* Prompt
The expected answer holds every line from the first line of the data below through the line containing "impl std::error::Error for", exactly as written, and no other line.

* Exercise data

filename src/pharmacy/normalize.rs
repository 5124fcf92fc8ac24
//! # Identifier Normalization
//!
//! Speech transcription mangles alphanumeric identifiers in predictable ways.
//! A member reading "M1001" over the phone can come back from STT as any of:
//!
//! - `"M 1 0 0 1"` (spelled out)
//! - `"m one zero zero one"` (spoken digits)
//! - `"M as in Mike one zero zero one"` (phonetic spelling)
//! - `"M1002 no sorry M1001"` (self-correction mid-utterance)
//!
//! This module collapses all of those onto the canonical uppercase,
//! separator-free token the store indexes by. Normalization is pure and
//! deterministic, so the whole equivalence class can be unit tested without
//! the rest of the pipeline.

use std::fmt;

/// Returned when no usable identifier content survives normalization.
#[derive(Debug, Clone, PartialEq, Eq)]
pub struct NormalizationError {
    /// The raw input that failed to normalize
    pub raw: String,
}

impl fmt::Display for NormalizationError {
    fn fmt(&self, f: &mut fmt::Formatter<'_>) -> fmt::Result {
        write!(f, "No identifier content found in '{}'", self.raw)
    }
}

impl std::error::Error for NormalizationError {}

/// Spoken digit words recognized as single tokens.
const DIGIT_WORDS: [(&str, &str); 10] = [
    ("ZERO", "0"),
    ("ONE", "1"),
    ("TWO", "2"),
    ("THREE", "3"),
    ("FOUR", "4"),
    ("FIVE", "5"),
    ("SIX", "6"),
    ("SEVEN", "7"),
    ("EIGHT", "8"),
    ("NINE", "9"),
];

/// Phrases that mark a mid-utterance self-correction. Everything before the
/// last marker is discarded, keeping the longest trailing well-formed token.
const CORRECTION_MARKERS: [&str; 5] = ["NO", "SORRY", "ACTUALLY", "WAIT", "MEAN"];

/// Normalize a raw transcribed identifier to its canonical form.
///
/// ## Canonical form:
/// Uppercase, no whitespace or separators, spoken digits collapsed to
/// numerals. Normalizing an already-canonical token returns it unchanged.
///
/// ## Errors:
/// Fails with [`NormalizationError`] when no digit or letter content survives
/// (empty input, pure punctuation, filler words only).
pub fn normalize_id(raw: &str) -> Result<String, NormalizationError> {
    // Tokenize on whitespace and strip punctuation inside each token, so
    // "ORD-001", "ord 001" and "ORD001" all agree while "X-ray" stays a
    // single anchor word.
    let tokens: Vec<String> = raw
        .to_uppercase()
        .split_whitespace()
        .map(|t| t.chars().filter(|c| c.is_ascii_alphanumeric()).collect())
        .filter(|t: &String| !t.is_empty())
        .collect();

    // Keep only the utterance after the last self-correction marker.
    let start = tokens
        .iter()
        .rposition(|t| CORRECTION_MARKERS.contains(&t.as_str()))
        .map(|i| i + 1)
        .unwrap_or(0);
    let tokens = &tokens[start..];

    let mut result = String::new();
    let mut i = 0;
    while i < tokens.len() {
        let token = &tokens[i];

        // "M as in Mike" keeps the letter, drops the phonetic anchor.
        if i + 2 < tokens.len()
            && token.len() == 1
            && token.chars().all(|c| c.is_ascii_alphabetic())
            && tokens[i + 1] == "AS"
            && tokens[i + 2] == "IN"
        {
            result.push_str(token);
            i += 4; // letter + "AS" + "IN" + anchor word
            continue;
        }

        if let Some((_, digit)) = DIGIT_WORDS.iter().find(|(word, _)| *word == token.as_str()) {
            result.push_str(digit);
        } else {
            result.push_str(token);
        }
        i += 1;
    }

    if result.is_empty() {
        return Err(NormalizationError {
            raw: raw.to_string(),
        });
    }

    Ok(result)
}
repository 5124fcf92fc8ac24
pub mod logging;
pub mod metrics;

pub use logging::RequestLogging;
pub use metrics::MetricsMiddleware;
//! # Function-Call Dispatcher
//!
//! Maps named tool invocations proposed by the LLM onto Pharmacy Store
//! lookups and returns structured JSON results. Every failure mode
//! (unknown function, missing argument, unparseable identifier, lookup miss)
//! is reported back to the LLM as a tool result rather than an error that
//! could tear down the session; the conversation continues, degraded.
//!
//! ## Tools exposed to the LLM:
//! - `verify_member_id`: does this member exist?
//! - `list_member_orders`: all orders for a member
//! - `get_order_details`: medications in an order
//! - `get_order_timing`: status and expected pickup time
//! - `get_order_refills`: refills remaining per prescription
//!
//! Order-scoped tools verify the order actually belongs to the claimed
//! member before revealing anything (`verified: false` otherwise).

use crate::pharmacy::normalize::normalize_id;
use crate::pharmacy::store::PharmacyStore;
use serde_json::{json, Value};
use std::sync::Arc;
use tracing::{debug, warn};

/// Conversational context carried across tool calls within a session.
///
/// The authenticated member and active order are convenience state for the
/// agent, never a source of truth: ownership is re-validated against the
/// store on every dispatch, not just at authentication time.
#[derive(Debug, Clone, Default, PartialEq)]
pub struct AgentContext {
    /// Member ID the caller has verified, if any
    pub member_id: Option<String>,
    /// Order the conversation is currently about, if unambiguous
    pub order_id: Option<String>,
}

impl AgentContext {
    /// Clear both identifiers (used by the `reset` control message).
    pub fn clear(&mut self) {
        self.member_id = None;
        self.order_id = None;
    }
}

/// Dispatches LLM tool calls against the read-only store.
pub struct FunctionDispatcher {
    store: Arc<PharmacyStore>,
}

/// Tool declarations sent to the LLM with every chat completion request.
pub fn tool_declarations() -> Value {
    json!([
        {
            "type": "function",
            "function": {
                "name": "verify_member_id",
                "description": "Verify if a member ID exists in the system",
                "parameters": {
                    "type": "object",
                    "properties": {
                        "member_id": {
                            "type": "string",
                            "description": "The member ID to verify (e.g., M1001)"
                        }
                    },
                    "required": ["member_id"]
                }
            }
        },
        {
            "type": "function",
            "function": {
                "name": "list_member_orders",
                "description": "List all orders for a member. Use when asked 'what orders do I have?'",
                "parameters": {
                    "type": "object",
                    "properties": {
                        "member_id": { "type": "string", "description": "The member ID" }
                    },
                    "required": ["member_id"]
                }
            }
        },
        {
            "type": "function",
            "function": {
                "name": "get_order_details",
                "description": "Get medication details for an order. Use when asked 'what medication?'",
                "parameters": {
                    "type": "object",
                    "properties": {
                        "order_id": { "type": "string", "description": "The order ID" },
                        "member_id": { "type": "string", "description": "The member ID" }
                    },
                    "required": ["order_id", "member_id"]
                }
            }
        },
        {
            "type": "function",
            "function": {
                "name": "get_order_timing",
                "description": "Get timing info for an order. Use when asked 'when will it be ready?'",
                "parameters": {
                    "type": "object",
                    "properties": {
                        "order_id": { "type": "string", "description": "The order ID" },
                        "member_id": { "type": "string", "description": "The member ID" }
                    },
                    "required": ["order_id", "member_id"]
                }
            }
        },
        {
            "type": "function",
            "function": {
                "name": "get_order_refills",
                "description": "Get refill info for an order. Use when asked 'do I have refills?'",
                "parameters": {
                    "type": "object",
                    "properties": {
                        "order_id": { "type": "string", "description": "The order ID" },
                        "member_id": { "type": "string", "description": "The member ID" }
                    },
                    "required": ["order_id", "member_id"]
                }
            }
        }
    ])
}

impl FunctionDispatcher {
    pub fn new(store: Arc<PharmacyStore>) -> Self {
        Self { store }
    }

    /// Execute a named tool call with JSON-shaped arguments.
    ///
    /// Always returns a JSON value suitable for feeding back to the LLM as a
    /// tool result; failures come back as `{"error": <reason>}`.
    pub fn dispatch(&self, name: &str, args: &Value, ctx: &mut AgentContext) -> Value {
        debug!(function = name, args = %args, "Dispatching tool call");

        // Re-validate the active order against the authenticated member on
        // every call; a stale order from a previous member must not leak.
        self.revalidate_context(ctx);

        let result = match name {
            "verify_member_id" => self.verify_member_id(args, ctx),
            "list_member_orders" => self.list_member_orders(args, ctx),
            "get_order_details" => self.order_lookup(args, OrderFacet::Details),
            "get_order_timing" => self.order_lookup(args, OrderFacet::Timing),
            "get_order_refills" => self.order_lookup(args, OrderFacet::Refills),
            other => {
                warn!(function = other, "LLM requested unknown function");
                json!({ "error": format!("Unknown function: {}", other) })
            }
        };

        debug!(function = name, result = %result, "Tool call result");
        result
    }

    fn revalidate_context(&self, ctx: &mut AgentContext) {
        let valid = match (&ctx.member_id, &ctx.order_id) {
            (Some(member_id), Some(order_id)) => self
                .store
                .get_order(order_id)
                .map(|o| normalize_id(&o.member_id).ok() == Some(member_id.clone()))
                .unwrap_or(false),
            (None, Some(_)) => false,
            _ => true,
        };

        if !valid {
            warn!("Active order does not belong to authenticated member, clearing");
            ctx.order_id = None;
        }
    }

    fn verify_member_id(&self, args: &Value, ctx: &mut AgentContext) -> Value {
        let member_id = match normalized_arg(args, "member_id") {
            Ok(id) => id,
            Err(e) => return e,
        };

        match self.store.find_member(&member_id) {
            Some(member) => {
                ctx.member_id = Some(member_id.clone());
                json!({ "found": true, "member_id": member_id, "name": member.name })
            }
            None => json!({ "found": false, "member_id": member_id }),
        }
    }

    fn list_member_orders(&self, args: &Value, ctx: &mut AgentContext) -> Value {
        let member_id = match normalized_arg(args, "member_id") {
            Ok(id) => id,
            Err(e) => return e,
        };

        let orders = self.store.list_orders(&member_id);
        if orders.is_empty() {
            return json!({ "found": false, "member_id": member_id });
        }

        // A single order becomes the implicit subject of follow-up questions
        if orders.len() == 1 {
            if let Ok(order_id) = normalize_id(&orders[0].order_id) {
                ctx.order_id = Some(order_id);
            }
        }

        json!({
            "found": true,
            "member_id": member_id,
            "order_count": orders.len(),
            "orders": orders.iter().map(|o| json!({
                "order_id": o.order_id,
                "status": o.status,
            })).collect::<Vec<_>>()
        })
    }

    fn order_lookup(&self, args: &Value, facet: OrderFacet) -> Value {
        let order_id = match normalized_arg(args, "order_id") {
            Ok(id) => id,
            Err(e) => return e,
        };
        let member_id = match normalized_arg(args, "member_id") {
            Ok(id) => id,
            Err(e) => return e,
        };

        let order = match self.store.get_order(&order_id) {
            Some(order) => order,
            None => return json!({ "found": false, "verified": false }),
        };

        let owner = normalize_id(&order.member_id).unwrap_or_default();
        if owner != member_id {
            // Order exists but belongs to someone else; reveal nothing
            return json!({ "found": true, "verified": false });
        }

        match facet {
            OrderFacet::Details => json!({
                "found": true,
                "verified": true,
                "order_id": order.order_id,
                "prescriptions": order.prescriptions,
            }),
            OrderFacet::Timing => json!({
                "found": true,
                "verified": true,
                "order_id": order.order_id,
                "status": order.status,
                "expected_pickup_time": order.expected_pickup_time,
            }),
            OrderFacet::Refills => json!({
                "found": true,
                "verified": true,
                "order_id": order.order_id,
                "refills": order.prescriptions.iter().map(|rx| json!({
                    "medication": rx.name,
                    "rx_id": rx.rx_id,
                    "refills_remaining": rx.refills_remaining,
                })).collect::<Vec<_>>()
            }),
        }
    }
}

/// Which view of an order a tool call wants.
enum OrderFacet {
    Details,
    Timing,
    Refills,
}

/// Pull a required string argument and normalize it as an identifier.
/// Both failure modes come back as ready-to-send tool error objects.
fn normalized_arg(args: &Value, field: &str) -> Result<String, Value> {
    let raw = args
        .get(field)
        .and_then(|v| v.as_str())
        .ok_or_else(|| json!({ "error": format!("Missing required argument: {}", field) }))?;

    normalize_id(raw).map_err(|e| json!({ "error": e.to_string() }))
}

* Reply to the task
filename src/pharmacy/normalize.rs
repository 5124fcf92fc8ac24
//! # Identifier Normalization
//!
//! Speech transcription mangles alphanumeric identifiers in predictable ways.
//! A member reading "M1001" over the phone can come back from STT as any of:
//!
//! - `"M 1 0 0 1"` (spelled out)
//! - `"m one zero zero one"` (spoken digits)
//! - `"M as in Mike one zero zero one"` (phonetic spelling)
//! - `"M1002 no sorry M1001"` (self-correction mid-utterance)
//!
//! This module collapses all of those onto the canonical uppercase,
//! separator-free token the store indexes by. Normalization is pure and
//! deterministic, so the whole equivalence class can be unit tested without
//! the rest of the pipeline.

use std::fmt;

/// Returned when no usable identifier content survives normalization.
#[derive(Debug, Clone, PartialEq, Eq)]
pub struct NormalizationError {
    /// The raw input that failed to normalize
    pub raw: String,
}

impl fmt::Display for NormalizationError {
    fn fmt(&self, f: &mut fmt::Formatter<'_>) -> fmt::Result {
        write!(f, "No identifier content found in '{}'", self.raw)
    }
}

impl std::error::Error for NormalizationError {}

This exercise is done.